The result should be an exact copy of the lines from the one with "apply(Some(state.clone()), &Action::RemovePrize(Some(2)), &mut" through the last line of the data below, both included.

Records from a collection

::::::::

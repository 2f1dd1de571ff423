//! The transition engine: `(state or none, action) -> new state`.
//!
//! Everything here is pure. Loading and saving rooms is the caller's
//! job; the engine only needs a random source for draws, passed in so
//! tests can seed it.

use rand::Rng;
use tombola_protocol::Params;

use crate::{Action, RoomError, RoomState, Winner};

/// The result of a single draw.
#[derive(Debug, Clone, PartialEq, Eq)]
pub struct DrawOutcome {
    /// The number that was drawn.
    pub number: u32,
    /// The cell's fill count after the draw.
    pub filled: u32,
    /// Set when this draw completed the cell.
    pub winner: Option<Winner>,
}

/// Parses and applies a request in one step.
///
/// # Errors
/// Returns [`RoomError::UnsupportedAction`] for an unknown label. The
/// given state is not consumed in that case, so the caller still holds
/// the authoritative copy.
pub fn apply_request<R: Rng>(
    state: Option<&RoomState>,
    label: Option<&str>,
    params: &Params,
    rng: &mut R,
) -> Result<RoomState, RoomError> {
    let action = Action::parse(label, params)?;
    Ok(apply(state.cloned(), &action, rng))
}

/// Applies an action to a room.
///
/// An absent room is materialized with [`RoomState::default`] first,
/// except for `generate`, which replaces the room outright. A present
/// room is normalized before the action runs, so the result always
/// satisfies the [`RoomState`] invariants.
pub fn apply<R: Rng>(state: Option<RoomState>, action: &Action, rng: &mut R) -> RoomState {
    match *action {
        Action::Generate {
            num_cells,
            num_shapes,
            shape_kind,
            interval_ms,
        } => {
            let mut fresh = RoomState::create(num_cells, num_shapes, shape_kind);
            fresh.interval_ms = interval_ms;
            fresh
        }
        Action::Reset => {
            let mut old = current(state);
            let mut fresh = RoomState::create(
                i64::from(old.num_cells),
                i64::from(old.num_shapes),
                old.shape_kind,
            );
            fresh.prizes = std::mem::take(&mut old.prizes);
            fresh
        }
        _ => {
            let mut state = current(state);
            update(&mut state, action, rng);
            state
        }
    }
}

fn current(state: Option<RoomState>) -> RoomState {
    state.map(RoomState::normalize).unwrap_or_default()
}

/// In-place transitions. `generate` and `reset` replace the whole room
/// and never reach here.
fn update<R: Rng>(state: &mut RoomState, action: &Action, rng: &mut R) {
    match action {
        Action::Generate { .. } | Action::Reset => {}
        Action::Start => state.running = true,
        Action::Stop => state.running = false,
        Action::Next => {
            draw(state, rng);
        }
        Action::AddPrize(prize) => {
            let prize = prize.trim();
            if !prize.is_empty() {
                state.prizes.push(prize.to_string());
            }
        }
        Action::SetPrizes(prizes) => state.prizes.clone_from(prizes),
        Action::RemovePrize(index) => {
            if let Some(i) = index.filter(|&i| i < state.prizes.len()) {
                state.prizes.remove(i);
            }
        }
        Action::SetNames(names) => {
            for (slot, name) in state.names.iter_mut().zip(names) {
                slot.clone_from(name);
            }
        }
    }
}

/// Draws one number from the pool.
///
/// The draw picks a uniformly random *position* in `available_numbers`,
/// so every remaining number is equally likely regardless of how far its
/// cell is filled. A completed number is removed from the pool by value.
///
/// Returns `None` (and leaves the state alone) when the pool is empty.
/// A pool entry with no matching cell is removed without drawing, and
/// `None` is returned.
pub fn draw<R: Rng>(state: &mut RoomState, rng: &mut R) -> Option<DrawOutcome> {
    if state.available_numbers.is_empty() {
        return None;
    }

    let position = rng.random_range(0..state.available_numbers.len());
    let number = state.available_numbers[position];
    let threshold = state.num_shapes;

    let Some(slot) = number
        .checked_sub(1)
        .and_then(|i| state.filled_counts.get_mut(i as usize))
    else {
        state.available_numbers.remove(position);
        tracing::warn!(number, "dropped number with no cell from the pool");
        return None;
    };
    *slot = (*slot + 1).min(threshold);
    let filled = *slot;

    tracing::debug!(number, filled, threshold, "number drawn");

    if filled < threshold {
        return Some(DrawOutcome {
            number,
            filled,
            winner: None,
        });
    }

    let winner = Winner {
        name: state.name_of(number),
        prize: state.next_prize().to_string(),
        number,
    };
    state.winners.push(winner.clone());
    state.available_numbers.retain(|&n| n != number);

    tracing::info!(
        number,
        name = %winner.name,
        prize = %winner.prize,
        remaining = state.available_numbers.len(),
        "winner drawn"
    );

    Some(DrawOutcome {
        number,
        filled,
        winner: Some(winner),
    })
}

#[cfg(test)]
mod tests {
    use rand::SeedableRng;
    use rand::rngs::StdRng;

    use super::*;
    use crate::ShapeKind;

    fn rng() -> StdRng {
        StdRng::seed_from_u64(7)
    }

    #[test]
    fn test_absent_room_is_materialized() {
        let state = apply(None, &Action::Start, &mut rng());
        assert!(state.running);
        assert_eq!(state.num_cells, 20);
        assert_eq!(state.num_shapes, 2);
    }

    #[test]
    fn test_generate_replaces_everything() {
        let mut old = RoomState::create(5, 1, ShapeKind::Star);
        old.prizes.push("A".into());
        old.running = true;

        let action = Action::Generate {
            num_cells: 3,
            num_shapes: 4,
            shape_kind: ShapeKind::Diamond,
            interval_ms: 2000,
        };
        let state = apply(Some(old), &action, &mut rng());
        assert_eq!(state.num_cells, 3);
        assert_eq!(state.num_shapes, 4);
        assert_eq!(state.shape_kind, ShapeKind::Diamond);
        assert_eq!(state.interval_ms, 2000);
        assert!(state.prizes.is_empty());
        assert!(!state.running);
    }

    #[test]
    fn test_draw_on_empty_pool_is_noop() {
        let mut state = RoomState::create(1, 1, ShapeKind::Star);
        assert!(draw(&mut state, &mut rng()).is_some());
        let before = state.clone();
        assert_eq!(draw(&mut state, &mut rng()), None);
        assert_eq!(state, before);
    }

    #[test]
    fn test_draw_drops_numbers_without_a_cell() {
        let mut state = RoomState::create(2, 1, ShapeKind::Star);
        state.available_numbers = vec![0];
        assert_eq!(draw(&mut state, &mut rng()), None);
        assert!(state.available_numbers.is_empty());

        state.available_numbers = vec![7];
        assert_eq!(draw(&mut state, &mut rng()), None);
        assert!(state.available_numbers.is_empty());
        assert_eq!(state.filled_counts, vec![0, 0]);
        assert!(state.winners.is_empty());
    }

    #[test]
    fn test_incomplete_cell_stays_in_pool() {
        let mut state = RoomState::create(1, 3, ShapeKind::Star);
        let outcome = draw(&mut state, &mut rng()).unwrap();
        assert_eq!(outcome.number, 1);
        assert_eq!(outcome.filled, 1);
        assert!(outcome.winner.is_none());
        assert_eq!(state.available_numbers, vec![1]);
    }

    #[test]
    fn test_completed_cell_becomes_winner() {
        let mut state = RoomState::create(1, 2, ShapeKind::Star);
        state.names[0] = "Alice".into();
        state.prizes.push("Mug".into());

        draw(&mut state, &mut rng());
        let outcome = draw(&mut state, &mut rng()).unwrap();
        let winner = outcome.winner.unwrap();
        assert_eq!(winner.name, "Alice");
        assert_eq!(winner.prize, "Mug");
        assert_eq!(winner.number, 1);
        assert!(state.available_numbers.is_empty());
        assert_eq!(state.filled_counts, vec![2]);
    }

    #[test]
    fn test_remove_prize_out_of_range_is_noop() {
        let mut state = RoomState::default();
        state.prizes = vec!["A".into(), "B".into()];
        let after = apply(Some(state.clone()), &Action::RemovePrize(Some(2)), &mut rng());
        assert_eq!(after, state);
        let after = apply(Some(state.clone()), &Action::RemovePrize(None), &mut rng());
        assert_eq!(after, state);
    }

    #[test]
    fn test_add_prize_ignores_blank() {
        let state = apply(None, &Action::AddPrize("   ".into()), &mut rng());
        assert!(state.prizes.is_empty());
    }

    #[test]
    fn test_set_names_longer_than_board_is_truncated() {
        let state = RoomState::create(2, 1, ShapeKind::Star);
        let names = vec!["A".to_string(), "B".to_string(), "C".to_string()];
        let state = apply(Some(state), &Action::SetNames(names), &mut rng());
        assert_eq!(state.names, vec!["A", "B"]);
    }
}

::::::::

Completed task
        let after = apply(Some(state.clone()), &Action::RemovePrize(Some(2)), &mut rng());
        assert_eq!(after, state);
        let after = apply(Some(state.clone()), &Action::RemovePrize(None), &mut rng());
        assert_eq!(after, state);
    }

    #[test]
    fn test_add_prize_ignores_blank() {
        let state = apply(None, &Action::AddPrize("   ".into()), &mut rng());
        assert!(state.prizes.is_empty());
    }

    #[test]
    fn test_set_names_longer_than_board_is_truncated() {
        let state = RoomState::create(2, 1, ShapeKind::Star);
        let names = vec!["A".to_string(), "B".to_string(), "C".to_string()];
        let state = apply(Some(state), &Action::SetNames(names), &mut rng());
        assert_eq!(state.names, vec!["A", "B"]);
    }
}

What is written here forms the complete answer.